Listen: This is football; there are injuries. Players get hurt. We saw plenty of them this spring, and it’s not always easy for people to realize the difference between being injured and being hurt. That line was too often blurred during the Jones era, and that goes in both directions. Ask Brett Kendrick about playing through a concussion.
Like he proved in every aspect of the game beyond promotion, Jones was in over his head.
But we’re not just talking about injuries here. We’re talking about literal development — player improvement over the course of time. Jones proved he couldn’t do it, and though Pruitt hasn’t proved he can either as a head coach, his assistant resume speaks for itself. So do the many players his staff have placed in the league over many years across many programs.

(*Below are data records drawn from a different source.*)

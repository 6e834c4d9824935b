//! Balance netting
//!
//! Turns ordered ledger facts and completed settlements into a zero-summed
//! balance map per currency.
//!
//! # Sign convention
//!
//! ```text
//! positive  → the member is owed money (creditor)
//! negative  → the member owes money (debtor)
//! ```
//!
//! # Invariants
//!
//! - Σ balances == 0 for every (group, currency)
//! - Integer minor units only, overflow is an error
//! - Currencies are never combined

use crate::expense::{Expense, ExpenseSplit, LedgerEntry};
use crate::record::Settlement;
use crate::types::{Currency, MinorUnits, SettlementSuggestion, UserId};
use crate::{Error, Result};
use serde::{Deserialize, Serialize};
use std::collections::BTreeMap;

/// Net balances of one group in one currency
///
/// Entries are kept in a `BTreeMap` so iteration is ascending by user id,
/// which the settlement algorithms rely on for deterministic tie-breaks.
#[derive(Debug, Clone, PartialEq, Eq, Serialize, Deserialize)]
pub struct Balances {
    currency: Currency,
    entries: BTreeMap<UserId, MinorUnits>,
}

impl Balances {
    /// Empty balance map
    pub fn new(currency: Currency) -> Self {
        Self {
            currency,
            entries: BTreeMap::new(),
        }
    }

    /// Build from (user, amount) pairs; repeated users are summed
    pub fn from_entries<I>(currency: Currency, entries: I) -> Result<Self>
    where
        I: IntoIterator<Item = (UserId, MinorUnits)>,
    {
        let mut balances = Self::new(currency);
        for (user, amount) in entries {
            balances.adjust(&user, amount)?;
        }
        Ok(balances)
    }

    /// Currency of the map
    pub fn currency(&self) -> Currency {
        self.currency
    }

    /// Balance of one member (zero when absent)
    pub fn get(&self, user: &UserId) -> MinorUnits {
        self.entries.get(user).copied().unwrap_or(0)
    }

    /// Add `delta` to a member's balance
    pub fn adjust(&mut self, user: &UserId, delta: MinorUnits) -> Result<()> {
        let slot = self.entries.entry(user.clone()).or_insert(0);
        *slot = slot
            .checked_add(delta)
            .ok_or_else(|| Error::Overflow(format!("balance of {}", user)))?;
        Ok(())
    }

    /// All entries, ascending by user id
    pub fn iter(&self) -> impl Iterator<Item = (&UserId, MinorUnits)> {
        self.entries.iter().map(|(user, amount)| (user, *amount))
    }

    /// Entries with a non-zero balance, ascending by user id
    pub fn non_zero(&self) -> impl Iterator<Item = (&UserId, MinorUnits)> {
        self.iter().filter(|(_, amount)| *amount != 0)
    }

    /// Number of members with a non-zero balance
    pub fn non_zero_count(&self) -> usize {
        self.non_zero().count()
    }

    /// Number of members tracked
    pub fn len(&self) -> usize {
        self.entries.len()
    }

    /// Check if no member is tracked
    pub fn is_empty(&self) -> bool {
        self.entries.is_empty()
    }

    /// Check if every balance is zero
    pub fn is_settled(&self) -> bool {
        self.entries.values().all(|amount| *amount == 0)
    }

    /// Σ of all balances (zero for a consistent ledger)
    ///
    /// Summed in `i128` so no combination of `i64` balances can wrap to zero.
    pub fn residual(&self) -> i128 {
        self.entries.values().map(|amount| i128::from(*amount)).sum()
    }

    /// Σ of positive balances: the amount any complete settlement must move
    ///
    /// Fails with `Overflow` when the total does not fit in minor units.
    pub fn total_owed(&self) -> Result<MinorUnits> {
        let total: i128 = self
            .entries
            .values()
            .filter(|amount| **amount > 0)
            .map(|amount| i128::from(*amount))
            .sum();
        MinorUnits::try_from(total)
            .map_err(|_| Error::Overflow(format!("total owed in {}", self.currency)))
    }

    /// Verify the zero-sum invariant
    ///
    /// Also rejects maps whose total owed exceeds `MinorUnits::MAX`. A map that
    /// passes holds no `MinorUnits::MIN` entry, and every partial sum of
    /// settled amounts fits in minor units.
    pub fn verify_zero_sum(&self) -> Result<()> {
        let residual = self.residual();
        if residual != 0 {
            return Err(Error::UnbalancedLedger {
                currency: self.currency,
                residual,
            });
        }
        self.total_owed().map(|_| ())
    }

    /// Apply a suggested payment: the payer's debt shrinks, the receiver's credit shrinks
    pub fn apply(&mut self, suggestion: &SettlementSuggestion) -> Result<()> {
        if suggestion.currency != self.currency {
            return Err(Error::CurrencyMismatch {
                expected: self.currency,
                found: suggestion.currency,
            });
        }
        self.adjust(&suggestion.payer_id, suggestion.amount)?;
        self.adjust(&suggestion.receiver_id, -suggestion.amount)
    }

    /// Drop members whose balance is zero
    pub fn compact(&mut self) {
        self.entries.retain(|_, amount| *amount != 0);
    }
}

/// Computes balances from ledger facts
#[derive(Debug, Default, Clone, Copy)]
pub struct BalanceCalculator;

impl BalanceCalculator {
    /// Create new calculator
    pub fn new() -> Self {
        Self
    }

    /// Net facts of a single currency
    ///
    /// Every fact must be in `currency`; anything else is a `CurrencyMismatch`.
    /// Only completed settlements are netted.
    pub fn calculate(
        &self,
        currency: Currency,
        entries: &[LedgerEntry],
        settlements: &[Settlement],
    ) -> Result<Balances> {
        let mut balances = Balances::new(currency);

        for entry in entries {
            if entry.currency() != currency {
                return Err(Error::CurrencyMismatch {
                    expected: currency,
                    found: entry.currency(),
                });
            }
            match entry {
                LedgerEntry::Expense(expense) => self.apply_expense(&mut balances, expense)?,
                LedgerEntry::Split(split) => self.apply_split(&mut balances, split)?,
            }
        }

        for settlement in settlements.iter().filter(|s| s.affects_balances()) {
            if settlement.currency != currency {
                return Err(Error::CurrencyMismatch {
                    expected: currency,
                    found: settlement.currency,
                });
            }
            balances.adjust(&settlement.payer_id, settlement.amount)?;
            balances.adjust(&settlement.receiver_id, -settlement.amount)?;
        }

        balances.verify_zero_sum()?;
        Ok(balances)
    }

    /// Net mixed-currency facts, one balance map per currency
    pub fn calculate_by_currency(
        &self,
        entries: &[LedgerEntry],
        settlements: &[Settlement],
    ) -> Result<BTreeMap<Currency, Balances>> {
        let mut entries_by_currency: BTreeMap<Currency, Vec<LedgerEntry>> = BTreeMap::new();
        for entry in entries {
            entries_by_currency
                .entry(entry.currency())
                .or_default()
                .push(entry.clone());
        }

        let mut settlements_by_currency: BTreeMap<Currency, Vec<Settlement>> = BTreeMap::new();
        for settlement in settlements.iter().filter(|s| s.affects_balances()) {
            settlements_by_currency
                .entry(settlement.currency)
                .or_default()
                .push(settlement.clone());
        }

        let mut currencies: Vec<Currency> = entries_by_currency.keys().copied().collect();
        currencies.extend(settlements_by_currency.keys().copied());
        currencies.sort();
        currencies.dedup();

        let mut result = BTreeMap::new();
        for currency in currencies {
            let balances = self.calculate(
                currency,
                entries_by_currency.get(&currency).map(Vec::as_slice).unwrap_or(&[]),
                settlements_by_currency.get(&currency).map(Vec::as_slice).unwrap_or(&[]),
            )?;
            result.insert(currency, balances);
        }

        Ok(result)
    }

    fn apply_split(&self, balances: &mut Balances, split: &ExpenseSplit) -> Result<()> {
        if split.owed_amount < 0 {
            return Err(Error::InvalidExpense(format!(
                "negative share owed by {}",
                split.participant_id
            )));
        }
        if split.payer_id == split.participant_id {
            // Paying one's own share nets to zero
            return Ok(());
        }
        balances.adjust(&split.payer_id, split.owed_amount)?;
        balances.adjust(&split.participant_id, -split.owed_amount)
    }

    fn apply_expense(&self, balances: &mut Balances, expense: &Expense) -> Result<()> {
        let split = expense.floor_shares()?;

        balances.adjust(&expense.payer_id, expense.amount)?;
        for (participant, share) in &split.shares {
            balances.adjust(participant, -share)?;
        }

        if split.remainder != 0 {
            // Largest |balance| among this expense's participants absorbs the
            // remainder; BTreeMap order makes the lowest user id win ties.
            let mut absorber: Option<(&UserId, u64)> = None;
            for participant in split.shares.keys() {
                let magnitude = balances.get(participant).unsigned_abs();
                if absorber.map_or(true, |(_, best)| magnitude > best) {
                    absorber = Some((participant, magnitude));
                }
            }
            if let Some((participant, _)) = absorber {
                tracing::debug!(
                    expense_id = %expense.expense_id,
                    participant = %participant,
                    remainder = split.remainder,
                    "Assigning split remainder"
                );
                balances.adjust(participant, -split.remainder)?;
            }
        }

        Ok(())
    }
}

You think guys don’t see that? You think they don’t want it? What Todd Kelly Jr., Shy Tuttle or Jarrett Guarantano wouldn’t have given to actually be coached the first few years of their careers. For players such as Khalil McKenzie and Jashon Robertson, the transition came too late. Whether Kelly, Tuttle, Jonathan Kongbo, Kyle Phillips [and similar talented, underutilized, undeveloped players] can surge enough in 2018 to salvage the semblance of what they were expected to be in college remains to be seen, but they can do a lot to help UT have a respectable season this year and salvage something for the program’s future.
So far, Quay Picou has left the program. That’s really about it. Again, there will be more, sure. But we aren’t seeing the floodgates open. If Keller Chryst comes in and starts over Guarantano, you could make an argument that he could leave. But, really, if he can’t beat out a graduate transfer in Year 3, can he really blossom into an SEC star, anyway?

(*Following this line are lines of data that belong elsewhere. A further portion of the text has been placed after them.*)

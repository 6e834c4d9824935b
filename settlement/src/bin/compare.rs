//! Algorithm comparison tool
//!
//! Reads a balance snapshot as JSON (file argument or stdin) and prints the
//! comparison report as JSON.
//!
//! ```text
//! settle-compare snapshot.json [--config settlement.toml]
//! ```
//!
//! Snapshot format:
//!
//! ```json
//! { "currency": "USD", "entries": { "alice": -3000, "bob": 3000 },
//!   "friend_weights": [] }
//! ```

use anyhow::{bail, Context};
use clap::Parser;
use ledger_core::{Balances, Currency, FriendWeight, MinorUnits, UserId};
use serde::Deserialize;
use settlement::{AlgorithmComparator, Config, StrategyOptions};
use std::collections::BTreeMap;
use std::io::Read;
use std::path::PathBuf;

/// Compare settlement algorithms over a balance snapshot
#[derive(Parser, Debug)]
#[command(name = "settle-compare")]
#[command(version)]
struct Args {
    /// Snapshot file (reads stdin when omitted)
    input: Option<PathBuf>,

    /// Configuration file (falls back to SETTLEMENT_* variables)
    #[arg(long, env = "SETTLEMENT_CONFIG")]
    config: Option<PathBuf>,
}

#[derive(Debug, Deserialize)]
struct Snapshot {
    currency: Currency,
    entries: BTreeMap<UserId, MinorUnits>,
    #[serde(default)]
    friend_weights: Vec<FriendWeight>,
}

fn main() -> anyhow::Result<()> {
    let args = Args::parse();

    // Initialize tracing
    tracing_subscriber::fmt()
        .with_writer(std::io::stderr)
        .with_env_filter(
            tracing_subscriber::EnvFilter::from_default_env()
                .add_directive(tracing::Level::INFO.into()),
        )
        .init();

    let config = match &args.config {
        Some(path) => {
            Config::from_file(path).with_context(|| format!("loading {}", path.display()))?
        }
        None => Config::from_env()?,
    };

    let raw = match &args.input {
        Some(path) => std::fs::read_to_string(path)
            .with_context(|| format!("reading {}", path.display()))?,
        None => {
            let mut buffer = String::new();
            std::io::stdin().read_to_string(&mut buffer)?;
            buffer
        }
    };

    let snapshot: Snapshot = serde_json::from_str(&raw).context("parsing balance snapshot")?;
    let balances = Balances::from_entries(snapshot.currency, snapshot.entries)?;
    tracing::info!(
        "Comparing algorithms over {} balances in {}",
        balances.non_zero_count(),
        balances.currency()
    );

    let comparator = AlgorithmComparator::new(StrategyOptions {
        friend_weights: snapshot.friend_weights,
        friend_threshold: config.suggestions.friend_weight_threshold,
    });
    let report = comparator.compare(&balances);

    println!("{}", serde_json::to_string_pretty(&report)?);

    if !report.consistent {
        bail!("algorithms disagree on the amount moved");
    }
    Ok(())
}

Pruitt said after the Orange & White Game that some players “flat-out quit.” He didn’t call out any names, but he alluded to there being difficult conversations post-spring that would essentially be “come-to-Pruitt” meetings. I personally expected five or six dudes to hit the road soon after those drills ended. They didn’t.
Hey, listen, they may still. We may see a deluge of guys exit the program over the next couple of weeks, and I’ll look back at this column and feel like an idiot. Truthfully, there are probably a few guys — if not more than “a few” — hanging around the program who should leave if they ever want to play a down of football. Pruitt even experimented the last week-plus of spring putting players out of their comfort zones, trying them in other positions. Part of that reason is to see if there was any “hidden talent” that could help the team right away. Part of the reason was he realized some of the dudes he moved simply weren’t every going to contribute where they were.
Tis the nature of the game.
Some players will go; move on to lesser programs where they can play. But after the “soft” Jones era, I expected a bunch of his recruits to see that things were going to be my-way-or-the-highway under Pruitt and say, “Screw this, I’m taillights.”
That hasn’t happened. I’m kinda proud of that.
Maybe a lot of these kids want to learn to play football, after all.